Analysts expect GameStop to be firmly in the red for the sixth consecutive quarter, with a bottom line loss of 38 cents per share for the three months ending in July. Group revenues, however, are expected to rise 7.3% from last year to $1.266 billion.
GameStop, which is hoping to transition from a reliance on brick-and-mortar sales to a larger and more dynamic presence online, has slashed its headcount in order to minimize the cash burn required to build-out its non-fungible tokens, or NFT marketplace following a tie-up earlier this year with Australian blockchain startup ImmutableX.
It also fired its CFO, Michael Recupero, and unveiled a four-for-one stock split in early July.
New Constructs analyst David Trainer estimates GameStop has burned through around $263 million in free cash flow over the twelve months that ended in April, GameStop’s fiscal first quarter, a rate that could only last for another 18 months if continued at a similar pace.
The group is hoping its GameStop Wallet, which allows users to store, send, receive and use both NFTs and cryptocurrencies across decentralized apps, will form the lynchpin of its digital asset strategy.
“We firmly believe that digital assets are core to the future of gaming,” CEO Matt Furlong told investors in June. “With regard to new offerings geared to the future of gaming, our blockchain team continued to drive progress when it comes to advancing new products, deepening partnerships, and establishing GameStop’s presence in digital asset communities.”
GameStop shares were marked 0.88% lower in pre-market trading to indicate an opening bell price of $24.92 each.
The stock has fallen more than 40%, however, since August 16, when Chairman Ryan Cohen revealed plans to dump his entire stake in another meme stock — Bed, Bath & Beyond (BYND) – Get Beyond Meat Inc.
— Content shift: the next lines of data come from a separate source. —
mod test_utils;

use proptest::prelude::*;
use sketch_intersect::{
    assert_fuzzy_eq,
    core::{
        math::{seg_seg_intr, SegSegIntr, Vector2},
        tolerance::Tolerances,
        Control,
    },
    polyline::*,
    sampled_line,
};
use test_utils::{line, same_point_sets, stepped_line};

fn tol() -> Tolerances<f64> {
    Tolerances::default()
}

fn arc(center: (f64, f64), radius: f64, start_angle: f64, end_angle: f64, steps: usize) -> SampledLine<f64> {
    let points: Vec<(f64, f64)> = (0..=steps)
        .map(|i| {
            let a = start_angle + (end_angle - start_angle) * i as f64 / steps as f64;
            (center.0 + radius * a.cos(), center.1 + radius * a.sin())
        })
        .collect();
    line(&points)
}

/// Zigzag crossing the x axis once between every pair of consecutive samples.
fn zigzag(count: usize) -> SampledLine<f64> {
    let points: Vec<(f64, f64)> = (0..count)
        .map(|i| (0.5 + i as f64, if i % 2 == 0 { -1.0 } else { 1.0 }))
        .collect();
    line(&points)
}

#[test]
fn crossing_on_shared_samples_reported_once() {
    let horizontal = stepped_line((0.0, 0.0), (10.0, 0.0), 10);
    let vertical = stepped_line((5.0, -5.0), (5.0, 5.0), 10);
    let intersects = find_intersects(&horizontal, &vertical, &tol());
    assert_eq!(intersects.len(), 1, "{intersects:?}");
    assert_fuzzy_eq!(intersects[0].point, Vector2::new(5.0, 0.0), 1e-9);
    // crossing lands on sample 5 of both lines
    let along1 = intersects[0].seg1_index as f64 + intersects[0].seg1_t;
    let along2 = intersects[0].seg2_index as f64 + intersects[0].seg2_t;
    assert!((along1 - 5.0).abs() < 1e-6);
    assert!((along2 - 5.0).abs() < 1e-6);

    let swapped = intersection_positions(&vertical, &horizontal, &tol());
    assert_eq!(swapped.len(), 1);
    assert!(swapped[0].fuzzy_eq_eps(Vector2::new(5.0, 0.0), 1e-9));
}

#[test]
fn crossing_mid_segment_away_from_origin() {
    let vertical = stepped_line((1.0, 1.0), (1.0, 11.0), 4);
    let diagonal = stepped_line((-4.0, 2.0), (10.0, 16.0), 7);
    let intersects = find_intersects(&vertical, &diagonal, &tol());
    assert_eq!(intersects.len(), 1);
    let intr = intersects[0];
    assert_fuzzy_eq!(intr.point, Vector2::new(1.0, 7.0), 1e-9);
    // parametric values reproduce the point on both lines
    assert_fuzzy_eq!(vertical.point_at(intr.seg1_index, intr.seg1_t), intr.point, 1e-9);
    assert_fuzzy_eq!(diagonal.point_at(intr.seg2_index, intr.seg2_t), intr.point, 1e-9);
}

#[test]
fn multiple_crossings_sorted_along_first_line() {
    let axis = line(&[(0.0, 0.0), (10.0, 0.0)]);
    let zz = zigzag(9);
    let intersects = find_intersects(&axis, &zz, &tol());
    assert_eq!(intersects.len(), 8, "{intersects:?}");
    for (i, intr) in intersects.iter().enumerate() {
        let expected = Vector2::new(1.0 + i as f64, 0.0);
        assert!(intr.point.fuzzy_eq_eps(expected, 1e-9), "{intr:?}");
        assert_eq!(intr.seg1_index, 0);
        assert_eq!(intr.seg2_index, i);
    }

    // reversed roles sort along the zigzag which gives the same order here
    let swapped = intersection_positions(&zz, &axis, &tol());
    let forward: Vec<_> = intersects.iter().map(|i| i.point).collect();
    assert!(same_point_sets(&forward, &swapped, 1e-9));
}

#[test]
fn arc_crossing_straight_line() {
    let semicircle = arc((0.0, 0.0), 5.0, std::f64::consts::PI, 0.0, 64);
    let chord = line(&[(-10.0, 3.0), (10.0, 3.0)]);
    let points = intersection_positions(&semicircle, &chord, &tol());
    assert_eq!(points.len(), 2, "{points:?}");
    assert!(points[0].fuzzy_eq_eps(Vector2::new(-4.0, 3.0), 0.05));
    assert!(points[1].fuzzy_eq_eps(Vector2::new(4.0, 3.0), 0.05));

    // infinite line through the same chord lands on the same positions
    let infinite = InfiniteLine::from_points(Vector2::new(-10.0, 3.0), Vector2::new(10.0, 3.0)).unwrap();
    let plain = plain_line_intersection_positions(&semicircle, &infinite, &tol());
    assert!(same_point_sets(&points, &plain, 1e-9));
}

#[test]
fn two_arcs_crossing() {
    let a = arc((0.0, 0.0), 5.0, -0.5, 2.0, 40);
    let b = arc((4.0, 0.0), 5.0, 1.2, 3.6, 40);
    let points = intersection_positions(&a, &b, &tol());
    // circles meet at x = 2, y = +-sqrt(21), only the upper one lies on both arcs
    assert_eq!(points.len(), 1, "{points:?}");
    assert!(points[0].fuzzy_eq_eps(Vector2::new(2.0, 21f64.sqrt()), 0.05));
}

#[test]
fn end_point_touches_are_not_reported() {
    let horizontal = stepped_line((0.0, 0.0), (10.0, 0.0), 5);

    // T junction, second line starts on the first
    let tee = line(&[(3.0, 0.0), (3.0, 2.0), (4.0, 5.0)]);
    assert!(find_intersects(&horizontal, &tee, &tol()).is_empty());
    assert!(find_intersects(&tee, &horizontal, &tol()).is_empty());
    assert!(!has_intersection(&horizontal, &tee, &tol()));

    // crossing through the first line's end point
    let through_end = line(&[(10.0, -1.0), (10.0, 1.0)]);
    assert!(find_intersects(&horizontal, &through_end, &tol()).is_empty());

    // lines sharing an end point
    let shared = line(&[(0.0, 0.0), (-3.0, 4.0)]);
    assert!(find_intersects(&horizontal, &shared, &tol()).is_empty());
}

#[test]
fn near_end_point_within_loose_is_dropped() {
    let horizontal = line(&[(0.0, 0.0), (10.0, 0.0)]);
    let near = line(&[(9.9995, -1.0), (9.9995, 1.0)]);
    assert!(find_intersects(&horizontal, &near, &tol()).is_empty());

    let farther = line(&[(9.99, -1.0), (9.99, 1.0)]);
    assert_eq!(find_intersects(&horizontal, &farther, &tol()).len(), 1);
}

#[test]
fn collinear_overlap_reports_midpoint() {
    let a = sampled_line![(0.0, 0.0), (5.0, 0.0)];
    let b = sampled_line![(3.0, 0.0), (8.0, 0.0)];
    let intersects = find_intersects(&a, &b, &tol());
    assert_eq!(intersects.len(), 1, "{intersects:?}");
    assert_fuzzy_eq!(intersects[0].point, Vector2::new(4.0, 0.0), 1e-6);
}

#[test]
fn distant_lines_do_not_intersect() {
    let a = arc((0.0, 0.0), 1.0, 0.0, 3.0, 16);
    let b = stepped_line((10.0, 10.0), (20.0, 5.0), 8);
    assert!(raw_intersects(&a, &b, &tol()).is_empty());
    assert!(find_intersects(&a, &b, &tol()).is_empty());
    assert!(!has_intersection(&a, &b, &tol()));
}

#[test]
fn has_intersection_stops_at_first_crossing() {
    let axis = line(&[(0.0, 0.0), (10.0, 0.0)]);
    let zz = zigzag(9);
    assert!(has_intersection(&axis, &zz, &tol()));

    let mut visited = 0;
    let result: Control<(f64, f64)> = visit_raw_intersects(&axis, &zz, &tol(), &mut |raw: RawIntersect<f64>| {
        visited += 1;
        Control::Break((raw.seg1_t, raw.seg2_t))
    });
    assert_eq!(visited, 1);
    assert!(matches!(result, Control::Break(_)));
    assert_eq!(raw_intersects(&axis, &zz, &tol()).len(), 8);
}

#[test]
fn large_loose_tolerance_merges_crossings() {
    let axis = line(&[(0.0, 0.0), (10.0, 0.0)]);
    let zz = zigzag(9);
    let tol = Tolerances::new(1e-8, 1e-5, 1.9).unwrap();
    let points = intersection_positions(&axis, &zz, &tol);
    assert_eq!(points.len(), 2, "{points:?}");
    assert!(points[0].fuzzy_eq_eps(Vector2::new(3.0, 0.0), 1e-9));
    assert!(points[1].fuzzy_eq_eps(Vector2::new(5.0, 0.0), 1e-9));
}

#[test]
fn plain_line_through_samples() {
    let stepped = stepped_line((0.0, -2.0), (4.0, 2.0), 4);
    let axis = InfiniteLine::from_points(Vector2::new(0.0, 0.0), Vector2::new(1.0, 0.0)).unwrap();
    // passes through sample 2 exactly, reported once
    let points = plain_line_intersection_positions(&stepped, &axis, &tol());
    assert_eq!(points.len(), 1);
    assert!(points[0].fuzzy_eq(Vector2::new(2.0, 0.0)));

    let parallel = InfiniteLine::from_points(Vector2::new(0.0, 10.0), Vector2::new(1.0, 11.0)).unwrap();
    assert!(plain_line_intersection_positions(&stepped, &parallel, &tol()).is_empty());
}

/// Every crossing found by testing all segment pairs, `None` if any pair overlaps.
fn brute_force_points(a: &SampledLine<f64>, b: &SampledLine<f64>) -> Option<Vec<Vector2<f64>>> {
    let pa = a.sample_points();
    let pb = b.sample_points();
    let mut result = Vec::new();
    for sa in pa.windows(2) {
        for sb in pb.windows(2) {
            match seg_seg_intr(sa[0], sa[1], sb[0], sb[1], &tol()) {
                SegSegIntr::NoIntersect => {}
                SegSegIntr::TrueIntersect { seg1_t, .. } => {
                    result.push(sa[0] + (sa[1] - sa[0]).scale(seg1_t));
                }
                SegSegIntr::Overlapping { .. } => return None,
            }
        }
    }
    Some(result)
}

fn well_separated(points: &[Vector2<f64>], ends: &[Vector2<f64>], min_dist: f64) -> bool {
    let apart = points
        .iter()
        .enumerate()
        .all(|(i, p)| points[i + 1..].iter().all(|q| p.distance(*q) > min_dist));
    let away_from_ends = points
        .iter()
        .all(|p| ends.iter().all(|e| p.distance(*e) > min_dist));
    apart && away_from_ends
}

fn sample_points() -> impl Strategy<Value = Vec<(f64, f64)>> {
    prop::collection::vec((-10.0..10.0f64, -10.0..10.0f64), 2..8)
}

fn chord_ok(points: &[(f64, f64)]) -> bool {
    let (first, last) = (points[0], points[points.len() - 1]);
    ((last.0 - first.0).powi(2) + (last.1 - first.1).powi(2)).sqrt() > 1.0
}

proptest! {
    #[test]
    fn matches_brute_force_and_is_symmetric(a in sample_points(), b in sample_points()) {
        prop_assume!(chord_ok(&a) && chord_ok(&b));
        let line_a = line(&a);
        let line_b = line(&b);

        let expected = brute_force_points(&line_a, &line_b);
        prop_assume!(expected.is_some());
        let expected = expected.unwrap_or_default();
        let ends = [line_a.p1(), line_a.p2(), line_b.p1(), line_b.p2()];
        prop_assume!(well_separated(&expected, &ends, 0.01));

        let forward = intersection_positions(&line_a, &line_b, &tol());
        let backward = intersection_positions(&line_b, &line_a, &tol());
        prop_assert!(same_point_sets(&forward, &expected, 1e-6), "{:?} vs {:?}", forward, expected);
        prop_assert!(same_point_sets(&forward, &backward, 1e-6), "{:?} vs {:?}", forward, backward);
        prop_assert_eq!(forward.len(), expected.len());
        prop_assert_eq!(has_intersection(&line_a, &line_b, &tol()), !expected.is_empty());
    }

    #[test]
    fn monotone_runs_are_stable(xs in prop::collection::vec(-10.0..10.0f64, 1..20)) {
        let points: Vec<TaggedPoint<f64>> = xs
            .iter()
            .enumerate()
            .map(|(i, &x)| TaggedPoint::new(Vector2::new(x, i as f64), i))
            .collect();
        let runs = monotone_runs(&points);

        for run in &runs {
            for w in run.windows(2) {
                prop_assert!(w[0].pos.x <= w[1].pos.x);
            }
            // splitting a run again gives it back unchanged
            let again = monotone_runs(run);
            prop_assert_eq!(again.len(), 1);
            prop_assert_eq!(&again[0], run);
        }

        let mut seen: Vec<usize> = runs.iter().flatten().map(|p| p.index).collect();
        seen.sort_unstable();
        seen.dedup();
        prop_assert_eq!(seen, (0..xs.len()).collect::<Vec<_>>());
    }
}

#[test]
fn nearly_closed_line_keeps_crossings_in_place() {
    // end points 1e-4 apart, so the local frame is scaled up by 1e4
    let loop_line = line(&[(0.0, 0.0), (10.0, 0.0), (10.0, 10.0), (0.0, 10.0), (0.0, 1e-4)]);
    let cross = line(&[(0.05, -1.0), (0.05, 1.0)]);

    let forward = intersection_positions(&loop_line, &cross, &tol());
    assert_eq!(forward.len(), 1, "{forward:?}");
    assert_fuzzy_eq!(forward[0], Vector2::new(0.05, 0.0), 1e-9);

    let backward = intersection_positions(&cross, &loop_line, &tol());
    assert_eq!(backward.len(), 1, "{backward:?}");
    assert_fuzzy_eq!(backward[0], Vector2::new(0.05, 0.0), 1e-9);
}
Report — after only five months as an investor.
Cohen’s sale of 9.45 million shares netted him a profit of around $60 million, but sparked a backlash among some retailer traders who felt the billionaire activist investor had used their buying momentum to make a quick turnaround trade.
Cohen still holds a 12% stake in GameStop, according to Securities and Exchange Commission filings.
Possibly as a result of Cohen’s Bed, Bath & Beyond sale, short interest in GameStop has expanded into Wednesday’s earnings, however, with data from S3 Partners showing just over $1.66 billion in bets against the group, a figure that represents around 152.7 million shares, or 20.6% of the stock’s outstanding float.